The answer to this question is that we have to create a buffer and ask the GPU to copy the content of the image to the buffer.
The first step is to create the buffer, as we have already covered in previous sections. The buffer
has to be large enough, otherwise the copy will result in an error. Each pixel of the image
contains four unsigned 8-bit values, and the image dimensions are 1024 by 1024 pixels. Hence why
the number of elements in the buffer is
1024 * 1024 * 4.
let buf = CpuAccessibleBuffer::from_iter(device.clone(), BufferUsage::all(), (0 .. 1024 * 1024 * 4).map(|_| 0u8)) .expect("failed to create buffer");
And let's modify the command buffer we created in the previous section to add the copy operation:
let command_buffer = AutoCommandBufferBuilder::new(device.clone(), queue.family()).unwrap() .clear_color_image(image.clone(), ClearValue::Float([0.0, 0.0, 1.0, 1.0])).unwrap() .copy_image_to_buffer(image.clone(), buf.clone()).unwrap() .build().unwrap();
Since this is a memory transfer operation, this time the image values are not interpreted as floating-point values. The memory content of the image (unsigned 8-bit values) is directly copied to the buffer.

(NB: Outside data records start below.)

//! Object storage backends

use crate::config::StorageConfig;
use crate::ConfigError;
use async_trait::async_trait;
use reqwest::Client;
use std::time::Duration;
use thiserror::Error;

/// Errors returned by an object store upload
#[derive(Debug, Error)]
pub enum StoreError {
    #[error("Storage rejected upload with status {status}: {body}")]
    Rejected { status: u16, body: String },

    #[error("Storage request failed: {0}")]
    Transport(#[from] reqwest::Error),
}

/// Write-only blob storage receiving exported batches
#[async_trait]
pub trait ObjectStore: Send + Sync {
    /// Stores `bytes` under `key` in a single call
    async fn upload(&self, key: &str, bytes: Vec<u8>, content_type: &str)
        -> Result<(), StoreError>;
}

/// Supabase Storage REST backend
///
/// Uploads with `POST {endpoint}/storage/v1/object/{bucket}/{key}` and never
/// asks the service to overwrite an existing object.
#[derive(Debug, Clone)]
pub struct SupabaseStore {
    client: Client,
    endpoint: String,
    bucket: String,
    api_key: String,
}

impl SupabaseStore {
    pub fn new(client: Client, endpoint: &str, bucket: &str, api_key: &str) -> Self {
        Self {
            client,
            endpoint: endpoint.trim_end_matches('/').to_string(),
            bucket: bucket.to_string(),
            api_key: api_key.to_string(),
        }
    }

    /// Builds the store from configuration, reading the key from the configured variable
    ///
    /// # Returns
    ///
    /// * `Err(ConfigError::MissingEnv)` - The credential variable is unset or empty
    pub fn from_config(config: &StorageConfig, timeout: Duration) -> Result<Self, ConfigError> {
        let api_key = std::env::var(&config.api_key_env)
            .ok()
            .filter(|key| !key.is_empty())
            .ok_or_else(|| ConfigError::MissingEnv(config.api_key_env.clone()))?;

        let client = Client::builder()
            .timeout(timeout)
            .build()
            .map_err(|e| ConfigError::Validation(format!("Failed to build storage client: {}", e)))?;

        Ok(Self::new(client, &config.endpoint, &config.bucket, &api_key))
    }

    /// Full address of the object `key`
    pub fn object_url(&self, key: &str) -> String {
        format!(
            "{}/storage/v1/object/{}/{}",
            self.endpoint, self.bucket, key
        )
    }
}

#[async_trait]
impl ObjectStore for SupabaseStore {
    async fn upload(
        &self,
        key: &str,
        bytes: Vec<u8>,
        content_type: &str,
    ) -> Result<(), StoreError> {
        let response = self
            .client
            .post(self.object_url(key))
            .bearer_auth(&self.api_key)
            .header("apikey", &self.api_key)
            .header(reqwest::header::CONTENT_TYPE, content_type)
            .header("x-upsert", "false")
            .body(bytes)
            .send()
            .await?;

        let status = response.status();
        if status.is_success() {
            Ok(())
        } else {
            let body = response.text().await.unwrap_or_default();
            Err(StoreError::Rejected {
                status: status.as_u16(),
                body,
            })
        }
    }
}
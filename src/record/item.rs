use chrono::{DateTime, Utc};
use serde::Serialize;
use url::Url;

/// Sentinel for text fields missing from a detail page
pub const UNKNOWN: &str = "unknown";

/// Summary of one listing entry, before enrichment
#[derive(Debug, Clone, PartialEq, Eq)]
pub struct ItemStub {
    pub title: String,

    /// Absolute address of the detail page
    pub detail_url: Url,

    /// Registration year as shown on the listing, "N/A" if absent
    pub year: String,

    pub distance_km: u64,

    pub fuel_type: String,

    pub price_eur: u64,
}

/// Fields scraped from a detail page. Every field always carries a value.
#[derive(Debug, Clone, PartialEq, Eq)]
pub struct DetailFields {
    /// "country, region", whichever part is present, or "unknown"
    pub location: String,

    pub displacement_cc: u64,

    pub gearbox: String,

    pub segment: String,

    pub power: u64,
}

impl Default for DetailFields {
    fn default() -> Self {
        Self {
            location: UNKNOWN.to_string(),
            displacement_cc: 0,
            gearbox: UNKNOWN.to_string(),
            segment: UNKNOWN.to_string(),
            power: 0,
        }
    }
}

/// A listing stub joined with its detail page
///
/// Field order here is the column order of the exported CSV.
#[derive(Debug, Clone, PartialEq, Eq, Serialize)]
pub struct EnrichedRecord {
    pub title: String,
    pub detail_url: String,
    pub year: String,
    pub distance_km: u64,
    pub fuel_type: String,
    pub price_eur: u64,
    pub location: String,
    pub displacement_cc: u64,
    pub power: u64,
    pub gearbox: String,
    pub segment: String,
    pub external_id: String,
    pub extracted_at: String,
}

impl EnrichedRecord {
    /// Joins a stub with its detail fields, stamping the acceptance time
    pub fn new(stub: ItemStub, detail: DetailFields, extracted_at: DateTime<Utc>) -> Self {
        let external_id = external_id_from_url(&stub.detail_url);

        Self {
            title: stub.title,
            detail_url: stub.detail_url.to_string(),
            year: stub.year,
            distance_km: stub.distance_km,
            fuel_type: stub.fuel_type,
            price_eur: stub.price_eur,
            location: detail.location,
            displacement_cc: detail.displacement_cc,
            power: detail.power,
            gearbox: detail.gearbox,
            segment: detail.segment,
            external_id,
            extracted_at: extracted_at.format("%Y-%m-%d %H:%M:%S").to_string(),
        }
    }
}

/// Derives the listing identifier from the last path segment of a detail URL
///
/// Takes the trailing run of digits of that segment (`tesla-model-3-6542187`
/// gives `6542187`), the whole segment when it ends in something else, and
/// "N/A" when the path has no segment at all.
pub fn external_id_from_url(url: &Url) -> String {
    let segment = url
        .path_segments()
        .and_then(|segments| segments.filter(|s| !s.is_empty()).last());

    let Some(segment) = segment else {
        return "N/A".to_string();
    };

    let digits_start = segment
        .char_indices()
        .rev()
        .take_while(|(_, c)| c.is_ascii_digit())
        .last()
        .map(|(i, _)| i);

    match digits_start {
        Some(start) => segment[start..].to_string(),
        None => segment.to_string(),
    }
}
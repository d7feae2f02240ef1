//! Detail page parser

use crate::parsing::extract::{ExtractionTable, FieldRule, Pick, Transform};
use crate::parsing::normalize::to_count;
use crate::parsing::SelectorError;
use crate::record::{DetailFields, UNKNOWN};
use scraper::Html;

const REGION: &str = ".trader .region";
const COUNTRY: &str = ".trader .country";
const DISPLACEMENT: &str = ".characteristics .cylinder-capacity .value";
const GEARBOX: &str = ".characteristics .gearbox .value";
const SEGMENT: &str = ".characteristics .body-type .value";
const RESUME_ENTRIES: &str = ".vehicle-resume li";

#[derive(Debug, Clone, Copy, PartialEq, Eq)]
enum DetailField {
    Region,
    Country,
    Displacement,
    Gearbox,
    Segment,
    Power,
}

/// Extracts [`DetailFields`] from an item's detail document
#[derive(Debug, Clone)]
pub struct DetailParser {
    fields: ExtractionTable<DetailField>,
}

impl DetailParser {
    /// Builds the parser
    ///
    /// # Arguments
    ///
    /// * `power_marker` - Substring (matched case-insensitively) that marks the
    ///   horsepower entry of the vehicle resume list, e.g. "cv"
    pub fn new(power_marker: &str) -> Result<Self, SelectorError> {
        let fields = ExtractionTable::new(vec![
            FieldRule::new(DetailField::Region, REGION, Pick::First, Transform::Text, "")?,
            FieldRule::new(DetailField::Country, COUNTRY, Pick::First, Transform::Text, "")?,
            FieldRule::new(
                DetailField::Displacement,
                DISPLACEMENT,
                Pick::First,
                Transform::Digits,
                "0",
            )?,
            FieldRule::new(DetailField::Gearbox, GEARBOX, Pick::First, Transform::Text, UNKNOWN)?,
            FieldRule::new(DetailField::Segment, SEGMENT, Pick::First, Transform::Text, UNKNOWN)?,
            FieldRule::new(
                DetailField::Power,
                RESUME_ENTRIES,
                Pick::FirstContaining(power_marker.to_string()),
                Transform::Digits,
                "0",
            )?,
        ]);

        Ok(Self { fields })
    }

    /// Parses a detail page. Total: every missing element yields its default.
    pub fn parse(&self, document: &Html) -> DetailFields {
        let mut values = self.fields.apply(document.root_element());

        let location = compose_location(
            &values.take(DetailField::Country),
            &values.take(DetailField::Region),
        );

        DetailFields {
            location,
            displacement_cc: to_count(&values.take(DetailField::Displacement)),
            gearbox: values.take(DetailField::Gearbox),
            segment: values.take(DetailField::Segment),
            power: to_count(&values.take(DetailField::Power)),
        }
    }
}

/// "country, region", whichever part is present, else "unknown"
fn compose_location(country: &str, region: &str) -> String {
    match (country.is_empty(), region.is_empty()) {
        (false, false) => format!("{}, {}", country, region),
        (false, true) => country.to_string(),
        (true, false) => region.to_string(),
        (true, true) => UNKNOWN.to_string(),
    }
}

Let's not forget to execute the command buffer and block until the operation is finished:
let finished = command_buffer.execute(queue.clone()).unwrap(); finished.then_signal_fence_and_flush().unwrap() .wait(None).unwrap();
Now that we have a buffer that contains our image data, we will visualize it by saving it as a PNG
file. The Rust ecosystem has a crate named
image that can do this.
Let's add it to our Cargo.toml:
image = "0.14"
And to our crate root:
extern crate image;
In this library the main type that represents an image is the
ImageBuffer. It can be created
from a slice:
use image::ImageBuffer; let buffer_content = buf.read().unwrap(); let image = ImageBuffer::<Rgba<u8>, _>::from_raw(1024, 1024, &buffer_content[..]).unwrap();
ImageBuffer can then be saved into a PNG file:
And that's it! When running your program, a blue image named
image.png should appear.
Here it is.
This might look stupid, but think about the fact that it's the GPU that wrote the content of the image. In the next sections we will do more than just fill an image with blue, but we will continue to retreive the image's content and write it to a PNG file.